Prep the eggplant. Peel the eggplants and dice in ½ inch cubes. Spread the eggplant over a sheet tray lined with a clean kitchen towel or paper towels. Very generously salt the eggplant and cover with another clean kitchen towel or paper towels. Cover with another sheet tray and place in the fridge with heavy items on top of it overnight or to 48 hours.
Prep the sauce. In a large bowl or container, combine the diced tomatoes, olive oil, white wine, salt, pepper, garlic, and basil. Cover and let it sit at least an hour or overnight for the best flavor.
Cook the pasta. Set a large pot of water to boil. Season generously with salt. Cook the pasta according to the package directions or until al dente. Reserve ½ cup pasta water before draining.
Sauté the eggplant. In a large skillet, heat ⅓ cup olive oil over medium high heat until it shimmers. Add the eggplant and season with a pinch of salt and pepper. Cook for 8 to 10 minutes until browned, stirring every 2 minutes or so.

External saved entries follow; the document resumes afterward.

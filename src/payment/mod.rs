//! Hosted page-pay integration: signed payment forms out, signed notifications in.

pub mod gateway;
pub mod signature;

pub use gateway::{GatewayError, PagePayGateway, PaymentGateway, PaymentRequest};
pub use signature::{HmacSha256Signer, SignatureVerifier, sign_check_content};

pub const TRADE_SUCCESS: &str = "TRADE_SUCCESS";
pub const PRODUCT_CODE: &str = "FAST_INSTANT_TRADE_PAY";
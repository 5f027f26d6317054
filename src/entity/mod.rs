pub mod audit_logs;
pub mod carousel_items;
pub mod cart_items;
pub mod categories;
pub mod favorites;
pub mod orders;
pub mod products;
pub mod reviews;
pub mod users;

pub use audit_logs::Entity as AuditLogs;
pub use carousel_items::Entity as CarouselItems;
pub use cart_items::Entity as CartItems;
pub use categories::Entity as Categories;
pub use favorites::Entity as Favorites;
pub use orders::Entity as Orders;
pub use products::Entity as Products;
pub use reviews::Entity as Reviews;
pub use users::Entity as Users;
use chrono::{DateTime, Utc};
use rust_decimal::Decimal;
use serde::{Deserialize, Serialize};
use utoipa::ToSchema;

/// Lifecycle code of an order. Codes above `SHIPPED` are later fulfilment
/// stages and are accepted without an upper bound.
#[derive(
    Debug, Clone, Copy, PartialEq, Eq, PartialOrd, Ord, Hash, Serialize, Deserialize, ToSchema,
)]
#[serde(transparent)]
pub struct OrderStatus(pub i32);

impl OrderStatus {
    pub const CREATED: OrderStatus = OrderStatus(0);
    pub const PAID: OrderStatus = OrderStatus(1);
    pub const SHIPPED: OrderStatus = OrderStatus(2);

    pub fn is_refundable(self) -> bool {
        self == Self::PAID || self == Self::SHIPPED
    }

    /// Anything past `PAID` has left the farm.
    pub fn is_shipped(self) -> bool {
        self > Self::PAID
    }
}

#[derive(
    Debug, Clone, Copy, PartialEq, Eq, PartialOrd, Ord, Hash, Serialize, Deserialize, ToSchema,
)]
#[serde(transparent)]
pub struct RefundStatus(pub i32);

impl RefundStatus {
    pub const NONE: RefundStatus = RefundStatus(0);
    pub const REQUESTED: RefundStatus = RefundStatus(1);
}

#[derive(Debug, Clone, PartialEq, Serialize, Deserialize, ToSchema)]
pub struct User {
    pub id: i64,
    pub username: String,
    pub name: Option<String>,
    pub phone: Option<String>,
    pub role: String,
    pub created_at: DateTime<Utc>,
}

#[derive(Debug, Clone, PartialEq, Serialize, Deserialize, ToSchema)]
pub struct Category {
    pub id: i64,
    pub name: String,
    pub created_at: DateTime<Utc>,
}

#[derive(Debug, Clone, PartialEq, Serialize, Deserialize, ToSchema)]
pub struct Product {
    pub id: i64,
    pub farmer_id: i64,
    pub category_id: i64,
    pub name: String,
    pub description: Option<String>,
    pub price: Decimal,
    pub discount_price: Option<Decimal>,
    pub is_discount: bool,
    pub stock: i32,
    pub sales_count: i32,
    pub status: i32,
    pub image_url: Option<String>,
    pub created_at: DateTime<Utc>,
}

/// Largest value the `NUMERIC(10, 2)` price columns hold.
pub fn max_unit_price() -> Decimal {
    Decimal::new(9_999_999_999, 2)
}

/// `price * quantity`, or `None` when it overflows or no longer fits the
/// `NUMERIC(12, 2)` order total column.
pub fn line_total(price: Decimal, quantity: i32) -> Option<Decimal> {
    price
        .checked_mul(Decimal::from(quantity))
        .filter(|total| total.abs() <= Decimal::new(999_999_999_999, 2))
}

impl Product {
    pub fn effective_price(&self) -> Decimal {
        match (self.is_discount, self.discount_price) {
            (true, Some(discount)) => discount,
            _ => self.price,
        }
    }
}

#[derive(Debug, Clone, PartialEq, Serialize, Deserialize, ToSchema)]
pub struct Order {
    pub id: i64,
    pub user_id: i64,
    pub product_id: i64,
    pub quantity: i32,
    pub price: Decimal,
    pub total_price: Decimal,
    pub status: OrderStatus,
    pub last_status: Option<OrderStatus>,
    pub refund_status: RefundStatus,
    pub refund_reason: Option<String>,
    pub recv_address: Option<String>,
    pub recv_phone: Option<String>,
    pub created_at: DateTime<Utc>,
    pub updated_at: DateTime<Utc>,
}

/// An order as handed to the store; the store assigns id and timestamps.
#[derive(Debug, Clone, PartialEq)]
pub struct NewOrder {
    pub user_id: i64,
    pub product_id: i64,
    pub quantity: i32,
    pub price: Decimal,
    pub total_price: Decimal,
    pub status: OrderStatus,
    pub refund_status: RefundStatus,
    pub recv_address: Option<String>,
    pub recv_phone: Option<String>,
}

#[derive(Debug, Clone, PartialEq)]
pub struct NewProduct {
    pub farmer_id: i64,
    pub category_id: i64,
    pub name: String,
    pub description: Option<String>,
    pub price: Decimal,
    pub discount_price: Option<Decimal>,
    pub is_discount: bool,
    pub stock: i32,
    pub status: i32,
    pub image_url: Option<String>,
}

/// Relations that keep a product from being deleted, in the order the
/// delete guard checks them.
#[derive(Debug, Clone, Copy, PartialEq, Eq, Hash)]
pub enum ProductReference {
    CarouselItem,
    Order,
    Cart,
    Review,
    Favorite,
}

impl ProductReference {
    pub const GUARD_ORDER: [ProductReference; 5] = [
        ProductReference::CarouselItem,
        ProductReference::Order,
        ProductReference::Cart,
        ProductReference::Review,
        ProductReference::Favorite,
    ];

    pub fn describe(self) -> &'static str {
        match self {
            ProductReference::CarouselItem => "carousel item",
            ProductReference::Order => "order record",
            ProductReference::Cart => "cart record",
            ProductReference::Review => "review record",
            ProductReference::Favorite => "favorite record",
        }
    }
}

impl std::fmt::Display for ProductReference {
    fn fmt(&self, f: &mut std::fmt::Formatter<'_>) -> std::fmt::Result {
        f.write_str(self.describe())
    }
}

#[cfg(test)]
mod tests {
    use super::*;
    use rust_decimal_macros::dec;

    #[test]
    fn refundable_only_when_paid_or_shipped() {
        assert!(!OrderStatus::CREATED.is_refundable());
        assert!(OrderStatus::PAID.is_refundable());
        assert!(OrderStatus::SHIPPED.is_refundable());
        assert!(!OrderStatus(3).is_refundable());
    }

    #[test]
    fn shipped_is_anything_past_paid() {
        assert!(!OrderStatus::PAID.is_shipped());
        assert!(OrderStatus::SHIPPED.is_shipped());
        assert!(OrderStatus(7).is_shipped());
    }

    #[test]
    fn effective_price_prefers_discount_when_flagged() {
        let mut product = Product {
            id: 1,
            farmer_id: 1,
            category_id: 1,
            name: "Tomatoes".into(),
            description: None,
            price: dec!(12.00),
            discount_price: Some(dec!(9.50)),
            is_discount: false,
            stock: 10,
            sales_count: 0,
            status: 1,
            image_url: None,
            created_at: Utc::now(),
        };
        assert_eq!(product.effective_price(), dec!(12.00));
        product.is_discount = true;
        assert_eq!(product.effective_price(), dec!(9.50));
        product.discount_price = None;
        assert_eq!(product.effective_price(), dec!(12.00));
    }

    #[test]
    fn line_total_stays_within_the_total_column() {
        assert_eq!(line_total(dec!(10.00), 3), Some(dec!(30.00)));
        assert_eq!(line_total(max_unit_price(), 100), Some(dec!(9999999999.00)));
        assert_eq!(line_total(max_unit_price(), 101), None);
        assert_eq!(line_total(Decimal::MAX, 2), None);
    }
}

Make the sauce. Add the fresh diced tomato sauce to the pan and let it simmer for about 2 minutes to cook off the alcohol in the wine. Stir in the cooked pasta, smoked cheese, and ¼ to ½ cup of the reserved pasta water depending on how much liquid you would like your sauce to have. Sauté all the ingredients together, remove from heat, and serve immediately.